Stored items -
=== Section Start ===

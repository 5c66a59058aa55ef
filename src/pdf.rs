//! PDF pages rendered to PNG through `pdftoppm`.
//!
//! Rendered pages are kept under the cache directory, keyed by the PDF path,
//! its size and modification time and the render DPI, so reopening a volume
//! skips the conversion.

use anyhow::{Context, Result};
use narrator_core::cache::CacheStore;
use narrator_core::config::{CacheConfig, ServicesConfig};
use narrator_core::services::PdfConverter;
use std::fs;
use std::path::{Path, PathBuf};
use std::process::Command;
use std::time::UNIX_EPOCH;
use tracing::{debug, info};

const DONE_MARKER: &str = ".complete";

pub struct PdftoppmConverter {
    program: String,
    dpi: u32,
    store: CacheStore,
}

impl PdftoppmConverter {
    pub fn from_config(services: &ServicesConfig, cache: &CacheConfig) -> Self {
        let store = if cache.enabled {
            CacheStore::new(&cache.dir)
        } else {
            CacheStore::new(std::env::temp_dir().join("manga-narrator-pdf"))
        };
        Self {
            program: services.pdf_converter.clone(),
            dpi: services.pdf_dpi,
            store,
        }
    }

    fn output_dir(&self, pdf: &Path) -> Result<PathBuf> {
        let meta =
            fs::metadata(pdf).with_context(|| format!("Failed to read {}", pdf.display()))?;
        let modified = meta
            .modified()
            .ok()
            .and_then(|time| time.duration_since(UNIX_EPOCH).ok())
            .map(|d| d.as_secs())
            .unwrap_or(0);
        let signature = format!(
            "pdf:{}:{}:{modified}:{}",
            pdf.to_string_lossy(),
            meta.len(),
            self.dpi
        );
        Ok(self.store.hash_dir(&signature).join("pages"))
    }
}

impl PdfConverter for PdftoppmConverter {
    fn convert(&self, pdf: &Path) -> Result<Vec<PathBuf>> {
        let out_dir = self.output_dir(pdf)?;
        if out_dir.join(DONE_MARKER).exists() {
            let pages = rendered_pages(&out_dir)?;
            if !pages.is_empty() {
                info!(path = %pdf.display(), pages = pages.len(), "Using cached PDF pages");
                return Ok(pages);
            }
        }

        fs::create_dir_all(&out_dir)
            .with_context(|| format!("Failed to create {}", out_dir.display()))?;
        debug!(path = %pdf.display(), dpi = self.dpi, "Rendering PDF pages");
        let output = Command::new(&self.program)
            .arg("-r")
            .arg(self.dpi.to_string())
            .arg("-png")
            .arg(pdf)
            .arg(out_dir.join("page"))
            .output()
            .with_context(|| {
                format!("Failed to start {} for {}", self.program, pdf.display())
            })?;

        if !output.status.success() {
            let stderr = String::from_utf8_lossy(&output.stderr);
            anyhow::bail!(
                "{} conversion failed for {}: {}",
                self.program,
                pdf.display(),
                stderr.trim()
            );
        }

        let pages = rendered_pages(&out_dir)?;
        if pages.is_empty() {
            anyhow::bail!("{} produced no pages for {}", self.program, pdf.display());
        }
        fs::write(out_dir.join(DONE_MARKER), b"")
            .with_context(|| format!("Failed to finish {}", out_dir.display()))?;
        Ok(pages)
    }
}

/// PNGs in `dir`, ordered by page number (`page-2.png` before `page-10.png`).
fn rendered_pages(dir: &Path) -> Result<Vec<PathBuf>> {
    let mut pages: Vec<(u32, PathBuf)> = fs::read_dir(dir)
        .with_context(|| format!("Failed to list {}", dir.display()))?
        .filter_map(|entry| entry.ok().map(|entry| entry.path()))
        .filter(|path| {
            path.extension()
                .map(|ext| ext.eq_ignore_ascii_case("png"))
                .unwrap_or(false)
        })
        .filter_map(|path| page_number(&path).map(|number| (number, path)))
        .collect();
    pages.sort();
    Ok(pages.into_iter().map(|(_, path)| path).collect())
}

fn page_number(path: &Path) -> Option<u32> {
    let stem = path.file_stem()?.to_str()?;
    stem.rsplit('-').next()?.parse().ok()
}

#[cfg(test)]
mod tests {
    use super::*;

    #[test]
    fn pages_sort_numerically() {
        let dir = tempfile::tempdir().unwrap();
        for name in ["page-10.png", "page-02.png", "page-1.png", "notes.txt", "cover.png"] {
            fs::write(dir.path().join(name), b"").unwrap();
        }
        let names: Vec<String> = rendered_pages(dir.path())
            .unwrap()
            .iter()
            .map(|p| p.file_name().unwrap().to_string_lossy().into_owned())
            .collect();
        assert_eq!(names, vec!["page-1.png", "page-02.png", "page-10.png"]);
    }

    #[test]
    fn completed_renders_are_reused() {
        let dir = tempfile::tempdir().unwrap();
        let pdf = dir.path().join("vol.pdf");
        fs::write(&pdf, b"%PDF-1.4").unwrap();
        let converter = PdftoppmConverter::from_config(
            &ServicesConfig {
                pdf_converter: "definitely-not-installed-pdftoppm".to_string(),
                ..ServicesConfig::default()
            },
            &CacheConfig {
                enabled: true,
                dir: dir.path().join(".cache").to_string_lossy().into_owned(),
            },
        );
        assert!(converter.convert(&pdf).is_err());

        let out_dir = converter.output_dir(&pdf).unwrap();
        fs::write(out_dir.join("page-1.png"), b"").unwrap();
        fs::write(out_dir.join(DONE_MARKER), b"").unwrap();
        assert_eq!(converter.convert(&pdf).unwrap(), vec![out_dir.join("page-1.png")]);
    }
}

=== Section End ===
=== Section Start ===

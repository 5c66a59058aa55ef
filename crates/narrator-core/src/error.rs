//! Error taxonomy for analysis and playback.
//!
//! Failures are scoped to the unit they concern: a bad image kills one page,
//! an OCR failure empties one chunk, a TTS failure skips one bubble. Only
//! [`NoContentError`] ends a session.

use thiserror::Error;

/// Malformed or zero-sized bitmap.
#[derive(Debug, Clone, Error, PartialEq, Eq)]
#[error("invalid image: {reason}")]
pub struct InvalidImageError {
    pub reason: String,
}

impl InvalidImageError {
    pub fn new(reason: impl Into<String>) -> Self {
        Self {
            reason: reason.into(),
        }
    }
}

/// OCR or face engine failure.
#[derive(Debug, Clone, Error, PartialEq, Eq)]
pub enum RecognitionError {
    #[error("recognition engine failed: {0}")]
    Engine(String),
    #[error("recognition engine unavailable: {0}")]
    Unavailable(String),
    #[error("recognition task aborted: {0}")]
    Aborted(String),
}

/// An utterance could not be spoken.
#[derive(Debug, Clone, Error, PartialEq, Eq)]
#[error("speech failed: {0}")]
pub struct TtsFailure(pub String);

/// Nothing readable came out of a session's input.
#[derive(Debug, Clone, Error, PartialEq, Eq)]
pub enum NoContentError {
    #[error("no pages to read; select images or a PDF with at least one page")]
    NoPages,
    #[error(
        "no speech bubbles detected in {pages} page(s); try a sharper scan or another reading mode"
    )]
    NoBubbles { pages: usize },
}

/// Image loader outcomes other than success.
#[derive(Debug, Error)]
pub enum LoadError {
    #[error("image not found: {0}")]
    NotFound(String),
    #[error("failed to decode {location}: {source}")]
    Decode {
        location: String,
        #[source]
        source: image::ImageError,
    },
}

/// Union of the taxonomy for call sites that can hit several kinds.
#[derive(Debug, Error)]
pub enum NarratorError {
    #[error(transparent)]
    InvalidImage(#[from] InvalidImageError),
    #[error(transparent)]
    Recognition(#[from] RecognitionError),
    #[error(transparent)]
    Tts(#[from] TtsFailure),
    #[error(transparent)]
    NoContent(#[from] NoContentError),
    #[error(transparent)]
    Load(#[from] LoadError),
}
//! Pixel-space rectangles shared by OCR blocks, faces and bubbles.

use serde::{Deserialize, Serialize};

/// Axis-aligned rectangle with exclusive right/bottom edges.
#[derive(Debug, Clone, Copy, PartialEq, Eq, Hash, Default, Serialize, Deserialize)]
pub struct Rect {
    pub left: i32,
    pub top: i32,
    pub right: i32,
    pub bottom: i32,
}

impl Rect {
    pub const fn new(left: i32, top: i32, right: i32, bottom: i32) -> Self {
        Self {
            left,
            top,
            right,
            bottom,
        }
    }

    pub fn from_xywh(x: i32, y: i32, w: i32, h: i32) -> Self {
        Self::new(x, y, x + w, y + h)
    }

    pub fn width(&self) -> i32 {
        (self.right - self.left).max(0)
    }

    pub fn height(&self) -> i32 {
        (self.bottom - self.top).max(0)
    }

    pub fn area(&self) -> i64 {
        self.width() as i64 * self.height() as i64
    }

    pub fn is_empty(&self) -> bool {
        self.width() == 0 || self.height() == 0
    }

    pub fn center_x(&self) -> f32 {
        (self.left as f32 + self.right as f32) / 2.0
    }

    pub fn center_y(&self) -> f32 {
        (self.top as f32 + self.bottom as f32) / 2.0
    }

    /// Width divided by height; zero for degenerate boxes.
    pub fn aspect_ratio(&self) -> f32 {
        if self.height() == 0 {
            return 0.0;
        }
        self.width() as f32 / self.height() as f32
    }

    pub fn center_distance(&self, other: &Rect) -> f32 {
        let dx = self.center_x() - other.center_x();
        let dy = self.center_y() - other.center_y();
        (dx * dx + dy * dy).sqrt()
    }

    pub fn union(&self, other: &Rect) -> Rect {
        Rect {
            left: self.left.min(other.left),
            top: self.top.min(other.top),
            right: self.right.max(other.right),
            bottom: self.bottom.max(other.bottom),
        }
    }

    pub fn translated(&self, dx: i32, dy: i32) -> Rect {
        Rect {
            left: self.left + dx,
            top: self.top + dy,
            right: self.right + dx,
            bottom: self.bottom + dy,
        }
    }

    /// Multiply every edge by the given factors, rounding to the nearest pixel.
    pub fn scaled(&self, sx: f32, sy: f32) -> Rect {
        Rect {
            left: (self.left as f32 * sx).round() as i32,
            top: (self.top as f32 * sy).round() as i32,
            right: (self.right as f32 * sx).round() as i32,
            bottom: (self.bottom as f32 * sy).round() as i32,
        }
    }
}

=== Section End ===

About this exercise - Spot the lines above that mention "collect" and copy them.

Output below -
        .collect();
    Ok(pages.into_iter().map(|(_, path)| path).collect())
            .collect();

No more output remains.